Platycodin D induces neutrophil apoptosis by downregulating PD-L1 expression to inhibit breast cancer pulmonary metastasis.

Abstract

During breast cancer development, programmed cell death 1 ligand 1 (PD-L1) overexpression in neutrophils leads to delayed apoptosis and promotes neutrophil hyperproliferation in the lung to form a premetastatic niche, which is beneficial for pulmonary metastasis. Platycodin D (PlaD), a triterpenoid saponin with known anti-inflammatory and antitumor effects, has been reported to downregulate PD-L1 expression. This study aimed to investigate the inhibitory effect of PlaD on neutrophil PD-L1 in 4T1 tumor-bearing mice and the potential mechanism of breast cancer pulmonary metastasis. In this study, the orthotopic 4T1 murine mammary carcinoma model was administered 10 and 20mg/kg PlaD by gavage. PlaD reduced the excess neutrophils and decreased their high migratory capacity in bone marrow, peripheral blood and lung tissue in the premetastatic period, thereby effectively inhibiting tumor growth and pulmonary metastasis. Moreover, PlaD inhibited the phosphatidylinositol-3-kinase (PI3K)/Akt pathway by decreasing the expression of PD-L1 in neutrophils and promoted neutrophil apoptosis.
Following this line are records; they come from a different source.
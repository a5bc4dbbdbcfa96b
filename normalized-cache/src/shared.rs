//! Structural sharing for read results.
//!
//! A read-path concern only: storage is never affected. The memo table keeps
//! the last result per memo key behind an `Arc`, and successive reads rebuild
//! only the subtrees that actually changed, reusing the previous value
//! everywhere else. A read whose result is wholly unchanged returns the same
//! `Arc`.

use serde_json_bytes::Value as JSON;

/// Returns `previous` wherever `next` is deeply equal to it; otherwise a new
/// composite whose children are shared recursively. Array elements share
/// per-index. Primitive/object distinctions are preserved: an empty array and
/// an empty object never compare equal.
pub(crate) fn replace_equal_deep(previous: &JSON, next: JSON) -> JSON {
    if *previous == next {
        return previous.clone();
    }
    match (previous, next) {
        (JSON::Object(previous), JSON::Object(next)) => JSON::Object(
            next.into_iter()
                .map(|(key, value)| {
                    let value = match previous.get(&key) {
                        Some(previous_child) => replace_equal_deep(previous_child, value),
                        None => value,
                    };
                    (key, value)
                })
                .collect(),
        ),
        (JSON::Array(previous), JSON::Array(next)) => JSON::Array(
            next.into_iter()
                .enumerate()
                .map(|(index, value)| match previous.get(index) {
                    Some(previous_child) => replace_equal_deep(previous_child, value),
                    None => value,
                })
                .collect(),
        ),
        (_, next) => next,
    }
}
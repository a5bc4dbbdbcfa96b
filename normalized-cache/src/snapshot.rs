//! Snapshot interchange.
//!
//! A snapshot captures base storage and the memo table — nothing else.
//! Subscriptions are rebuilt by their owners, the stale set is transient, and
//! optimistic layers are transient by construction. The JSON layout is stable
//! for interoperability:
//!
//! ```json
//! { "storage": { "__root": { "user@{}": { "__ref": "User:1" } },
//!                "User:1": { "id@{}": "1" } },
//!   "memo":    { "query:GetUser:{}": { "user": { "id": "1" } } } }
//! ```

use std::sync::Arc;

use indexmap::IndexMap;
use serde::Deserialize;
use serde::Serialize;
use serde_json_bytes::Value as JSON;

use crate::error::CacheError;
use crate::keys::MemoKey;
use crate::storage::Storage;

#[derive(Debug, Clone, PartialEq, Serialize, Deserialize)]
pub struct Snapshot {
    pub storage: Storage,
    pub memo: IndexMap<MemoKey, Arc<JSON>>,
}

impl Snapshot {
    pub fn to_json(&self) -> Result<String, CacheError> {
        serde_json::to_string(self).map_err(|error| CacheError::SnapshotEncode {
            message: error.to_string(),
        })
    }

    pub fn from_json(text: &str) -> Result<Self, CacheError> {
        serde_json::from_str(text).map_err(|error| CacheError::MalformedSnapshot {
            message: error.to_string(),
        })
    }
}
In vitro, PlaD treatment decreased the viability and inhibited migration of neutrophil-like dHL-60 in a dose-dependent manner. Similarly, PlaD inhibited the increase in PD-L1 induced by IFN-γ stimulation and subsequently induced apoptosis in dHL-60 cells. In conclusion, the administration of PlaD inhibited the PI3K/Akt signaling pathway by reducing the expression of PD-L1 in neutrophils. PlaD promoted neutrophil apoptosis, thereby inhibiting the establishment of a premetastatic niche and ultimately blocking the development of pulmonary metastasis.